E’ un lupo dal colore fulvo, un po’ malandato ma bello. Lo portiamo a spasso col guinzaglio di corda e io mi sento importante con lui al fianco. Tutti i ragazzini si fanno intorno e mi riempiono di domande.

“Dove l’hai preso? Quanti anni ha? Come si chiama?”E io: “Jack! Si chiama Jack!”

Altra scena: Jack torna dal suo giro sanguinante.

 Io urlo, mamma urla, urliamo tutti!

 Lasciamo Jack dopo averlo medicato ad un signore che si occuperà di lui, noi dobbiamo tornare in città.

 Sono triste e piango, mi sveglio con le lacrime o è sudore?

 Comunque siamo arrivati! Ora inizia o finisce la vacanza?

 

 4-Sono entrata in città direzione centro, ferma con l’auto al primo, secondo, terzo semaforo rosso.

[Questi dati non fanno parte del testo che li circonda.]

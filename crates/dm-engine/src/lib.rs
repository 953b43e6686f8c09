//! Generation backend client and the chat engine that drives a [`SessionState`]
//! through text submissions, image generations, ratings and resets.

pub mod client;
pub mod transport;

use anyhow::{bail, Result};
use dm_contracts::events::{EventKind, EventPayload, EventWriter};
use dm_contracts::feedback::{FeedbackWriter, Rating};
use dm_contracts::session::{ImageToken, SessionId, SubmissionToken};
use dm_contracts::{
    Axis, ChatMessage, ComposeError, GenerationError, ImageAttachment, MessageId,
    OptionCatalog, PromptTemplate, SessionError, SessionState,
};
use serde_json::{json, Map, Value};
use thiserror::Error;

pub use client::{
    decode_image_payload, normalize_api_base, ClientConfig, GenerationClient, HealthStatus,
    ImageDefaults, DEFAULT_API_BASE,
};
pub use transport::{HttpTransport, Transport, TransportResponse};

pub const IMAGE_MESSAGE_PREFIX: &str = "Generated image based on: ";

/// Why a submission did not produce an assistant message.
#[derive(Error, Debug, Clone, PartialEq, Eq)]
pub enum SubmitError {
    #[error("message is empty")]
    EmptyMessage,

    /// Every set value the catalog does not list, in catalog order.
    #[error("Unknown option values: {}", describe_unknown(.0))]
    UnknownOption(Vec<(Axis, String)>),

    #[error(transparent)]
    Compose(#[from] ComposeError),

    #[error(transparent)]
    Session(#[from] SessionError),

    #[error(transparent)]
    Generation(#[from] GenerationError),
}

impl SubmitError {
    /// Text for the chat view. Generation failures collapse to one generic notice; the
    /// detail goes to the log instead.
    pub fn user_notice(&self) -> String {
        match self {
            SubmitError::EmptyMessage => "Please enter a message.".to_string(),
            SubmitError::Generation(err) => err.user_notice().to_string(),
            other => other.to_string(),
        }
    }
}

fn describe_unknown(unknown: &[(Axis, String)]) -> String {
    unknown
        .iter()
        .map(|(axis, value)| format!("{} `{value}`", axis.label()))
        .collect::<Vec<_>>()
        .join(", ")
}

/// Outcome of applying a completion to the session.
#[derive(Debug, Clone, PartialEq, Eq)]
pub enum Delivery<T> {
    Delivered(T),
    /// The completion belonged to a session that has since been reset.
    Discarded,
}

/// A text submission that has claimed the session's in-flight slot.
#[derive(Debug, Clone)]
pub struct PendingSubmission {
    token: SubmissionToken,
    user_text: String,
    prompt: String,
}

impl PendingSubmission {
    pub fn token(&self) -> SubmissionToken {
        self.token
    }

    pub fn user_text(&self) -> &str {
        &self.user_text
    }

    pub fn prompt(&self) -> &str {
        &self.prompt
    }

    pub fn send(&self, client: &GenerationClient) -> Result<String, GenerationError> {
        client.generate_text(&self.user_text, &self.prompt)
    }
}

/// An image generation claimed for one assistant message.
#[derive(Debug, Clone)]
pub struct PendingImage {
    token: ImageToken,
    prompt: String,
}

impl PendingImage {
    pub fn token(&self) -> ImageToken {
        self.token
    }

    pub fn message_id(&self) -> MessageId {
        self.token.message_id()
    }

    /// The source message's text, sent as-is.
    pub fn prompt(&self) -> &str {
        &self.prompt
    }

    pub fn send(&self, client: &GenerationClient) -> Result<ImageAttachment, GenerationError> {
        client.generate_image(&self.prompt)
    }
}

pub struct ChatEngine {
    client: GenerationClient,
    catalog: OptionCatalog,
    template: PromptTemplate,
    session: SessionState,
    events: Option<EventWriter>,
    feedback: Option<FeedbackWriter>,
}

impl ChatEngine {
    pub fn new(client: GenerationClient) -> Self {
        Self {
            client,
            catalog: OptionCatalog::default(),
            template: PromptTemplate::default(),
            session: SessionState::new(),
            events: None,
            feedback: None,
        }
    }

    pub fn with_catalog(mut self, catalog: OptionCatalog) -> Self {
        self.catalog = catalog;
        self
    }

    pub fn with_template(mut self, template: PromptTemplate) -> Self {
        self.template = template;
        self
    }

    /// Binds `events` to the current session and records `session_started`.
    pub fn with_events(mut self, events: EventWriter) -> Self {
        self.events = Some(events.for_session(self.session.id().to_string()));
        self.emit(
            EventKind::SessionStarted,
            json!({
                "api_base": self.client.config().api_base,
                "reset": false,
            }),
        );
        self
    }

    pub fn with_feedback(mut self, feedback: FeedbackWriter) -> Self {
        self.feedback = Some(feedback);
        self
    }

    pub fn session(&self) -> &SessionState {
        &self.session
    }

    pub fn session_mut(&mut self) -> &mut SessionState {
        &mut self.session
    }

    pub fn catalog(&self) -> &OptionCatalog {
        &self.catalog
    }

    pub fn client(&self) -> &GenerationClient {
        &self.client
    }

    /// Message at a 1-based position in the log.
    pub fn message_at(&self, position: usize) -> Option<&ChatMessage> {
        position
            .checked_sub(1)
            .and_then(|idx| self.session.messages().get(idx))
    }

    /// Sets `axis` from user input, resolved against the catalog by value or label.
    /// `None` or blank input clears the axis.
    pub fn select(
        &mut self,
        axis: Axis,
        input: Option<&str>,
    ) -> Result<Option<String>, SubmitError> {
        let value = match input.map(str::trim).filter(|raw| !raw.is_empty()) {
            None => None,
            Some(raw) => {
                let resolved = self.catalog.resolve(axis, raw).ok_or_else(|| {
                    SubmitError::UnknownOption(vec![(axis, raw.to_string())])
                })?;
                Some(resolved.to_string())
            }
        };
        self.session.select_parameter(axis, value.as_deref());
        self.emit(
            EventKind::ParameterSelected,
            json!({
                "axis": axis.key(),
                "value": value,
            }),
        );
        Ok(value)
    }

    /// Composes the prompt for `user_text` from the current selection without
    /// touching the session. Missing required axes are reported before off-catalog
    /// values.
    pub fn compose(&self, user_text: &str) -> Result<String, SubmitError> {
        let selection = self.session.selection();
        let prompt = self.template.compose(selection, user_text)?;
        selection
            .validate(&self.catalog)
            .map_err(SubmitError::UnknownOption)?;
        Ok(prompt)
    }

    /// Validates and composes, then claims the in-flight slot. Nothing changes in the
    /// session when this fails.
    pub fn prepare_submission(
        &mut self,
        user_text: &str,
    ) -> Result<PendingSubmission, SubmitError> {
        if user_text.trim().is_empty() {
            return Err(SubmitError::EmptyMessage);
        }
        let prompt = self.compose(user_text)?;
        let token = self.session.begin_submission()?;
        self.emit(
            EventKind::SubmissionStarted,
            json!({
                "user_chars": user_text.chars().count(),
                "prompt_chars": prompt.chars().count(),
            }),
        );
        Ok(PendingSubmission {
            token,
            user_text: user_text.to_string(),
            prompt,
        })
    }

    /// Applies a text completion. On success the user message and the assistant reply
    /// are appended together; on failure nothing is appended and the error is kept as
    /// the session's last error.
    pub fn finish_submission(
        &mut self,
        pending: PendingSubmission,
        outcome: Result<String, GenerationError>,
    ) -> Result<Delivery<MessageId>, GenerationError> {
        if !self.session.owns_submission(&pending.token) {
            log::debug!(
                "discarding completion for session {}",
                pending.token.session_id()
            );
            self.emit(
                EventKind::SubmissionDiscarded,
                json!({
                    "stale_session_id": pending.token.session_id().to_string(),
                    "ok": outcome.is_ok(),
                }),
            );
            return Ok(Delivery::Discarded);
        }

        match outcome {
            Ok(reply) => {
                let reply_chars = reply.chars().count();
                self.session.append_message(ChatMessage::user(pending.user_text));
                let reply_id = self.session.append_message(ChatMessage::assistant(reply));
                self.session.complete_submission(pending.token);
                self.emit(
                    EventKind::SubmissionCompleted,
                    json!({
                        "message_id": reply_id.to_string(),
                        "reply_chars": reply_chars,
                    }),
                );
                Ok(Delivery::Delivered(reply_id))
            }
            Err(err) => {
                log::warn!("text generation failed: {err}");
                self.session.fail_submission(pending.token, err.clone());
                self.emit(EventKind::SubmissionFailed, json!({ "error": err.to_string() }));
                Err(err)
            }
        }
    }

    /// Blocking submit: prepare, call the backend, apply the result.
    pub fn send_message(&mut self, user_text: &str) -> Result<Delivery<MessageId>, SubmitError> {
        let pending = self.prepare_submission(user_text)?;
        let outcome = pending.send(&self.client);
        Ok(self.finish_submission(pending, outcome)?)
    }

    pub fn prepare_image(&mut self, message_id: MessageId) -> Result<PendingImage, SessionError> {
        let token = self.session.begin_image(message_id)?;
        let prompt = self
            .session
            .message(message_id)
            .map(|message| message.text.clone())
            .unwrap_or_default();
        self.emit(
            EventKind::ImageRequested,
            json!({
                "message_id": message_id.to_string(),
                "prompt_chars": prompt.chars().count(),
            }),
        );
        Ok(PendingImage { token, prompt })
    }

    /// Applies an image completion: releases the message's guard and, on success,
    /// appends a new assistant message carrying the image.
    pub fn finish_image(
        &mut self,
        pending: PendingImage,
        outcome: Result<ImageAttachment, GenerationError>,
    ) -> Result<Delivery<MessageId>, GenerationError> {
        if !self.session.finish_image(pending.token) {
            log::debug!(
                "ignoring image for message {} from session {}",
                pending.message_id(),
                pending.token.session_id()
            );
            return Ok(Delivery::Discarded);
        }

        match outcome {
            Ok(image) => {
                let (width, height) = (image.width, image.height);
                let mime_type = image.mime_type.clone();
                let message = ChatMessage::assistant(format!(
                    "{IMAGE_MESSAGE_PREFIX}{}",
                    pending.prompt
                ))
                .with_image(image);
                let image_id = self.session.append_message(message);
                self.emit(
                    EventKind::ImageCompleted,
                    json!({
                        "source_message_id": pending.message_id().to_string(),
                        "message_id": image_id.to_string(),
                        "mime_type": mime_type,
                        "width": width,
                        "height": height,
                    }),
                );
                Ok(Delivery::Delivered(image_id))
            }
            Err(err) => {
                log::warn!("image generation failed: {err}");
                self.session.record_error(err.clone());
                self.emit(
                    EventKind::ImageFailed,
                    json!({
                        "source_message_id": pending.message_id().to_string(),
                        "error": err.to_string(),
                    }),
                );
                Err(err)
            }
        }
    }

    /// Blocking image generation for one assistant message.
    pub fn generate_image(
        &mut self,
        message_id: MessageId,
    ) -> Result<Delivery<MessageId>, SubmitError> {
        let pending = self.prepare_image(message_id)?;
        let outcome = pending.send(&self.client);
        Ok(self.finish_image(pending, outcome)?)
    }

    /// Records a thumbs up/down for an assistant message.
    pub fn rate(
        &self,
        message_id: MessageId,
        rating: Rating,
        reason: Option<&str>,
    ) -> Result<Map<String, Value>> {
        let message = self
            .session
            .message(message_id)
            .ok_or(SessionError::UnknownMessage(message_id))?;
        if !message.is_assistant() {
            return Err(SessionError::NotAssistantMessage(message_id).into());
        }
        let Some(feedback) = &self.feedback else {
            bail!("feedback log is not configured");
        };
        let reason = reason.map(str::trim).filter(|value| !value.is_empty());
        let row = feedback.record(
            &self.session.id().to_string(),
            &message_id.to_string(),
            rating,
            reason,
        )?;
        self.emit(
            EventKind::MessageRated,
            json!({
                "message_id": message_id.to_string(),
                "rating": rating.as_str(),
                "reason": reason,
            }),
        );
        Ok(row)
    }

    /// Disposes the current session and starts an empty one with the same selection
    /// and subscribers. Completions still in flight for the old session are discarded
    /// when they arrive.
    pub fn reset_session(&mut self) -> SessionId {
        let previous = self.session.id();
        self.session = self.session.successor();
        let session_id = self.session.id().to_string();
        self.events = self
            .events
            .take()
            .map(|events| events.for_session(session_id));
        self.emit(
            EventKind::SessionStarted,
            json!({
                "api_base": self.client.config().api_base,
                "reset": true,
                "previous_session_id": previous.to_string(),
            }),
        );
        self.session.id()
    }

    fn emit(&self, kind: EventKind, payload: Value) {
        let Some(events) = &self.events else {
            return;
        };
        if let Err(err) = events.emit(kind, map_object(payload)) {
            log::warn!("failed to write {kind} event: {err:#}");
        }
    }
}

fn map_object(value: Value) -> EventPayload {
    match value {
        Value::Object(map) => map,
        _ => Map::new(),
    }
}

 Ripenso a quando ero una bimba felice, pregustando la vacanza.

 Che poi una grande vacanza non era…al mare non mi portavano quasi mai, spesso restavo fuori casa a giocare con altri bambini e ad andare in bici.

 Io ad ogni modo ero contenta di stare con la mia famiglia.

 Quarto semaforo rosso.

 Mi viene un groppo alla gola, considerando che a quegli anni sereni seguirono tanti anni infausti.

 Ma voglio fantasticare ancora e riesco a vedere mamma felice che mi avvisa che la merenda è pronta.

 Nel frattempo, la mia strada di viaggio si trasforma in un lungo nastro color verde prato dove volano farfalle gialle, grandi come girasoli e…

 … io, gioiosa nel sognare la felicità, per una volta, torno ad essere bimba, felice di vivere la magia di quegli anni.

 E arrivo correndo con Jack guarito dalle ferite.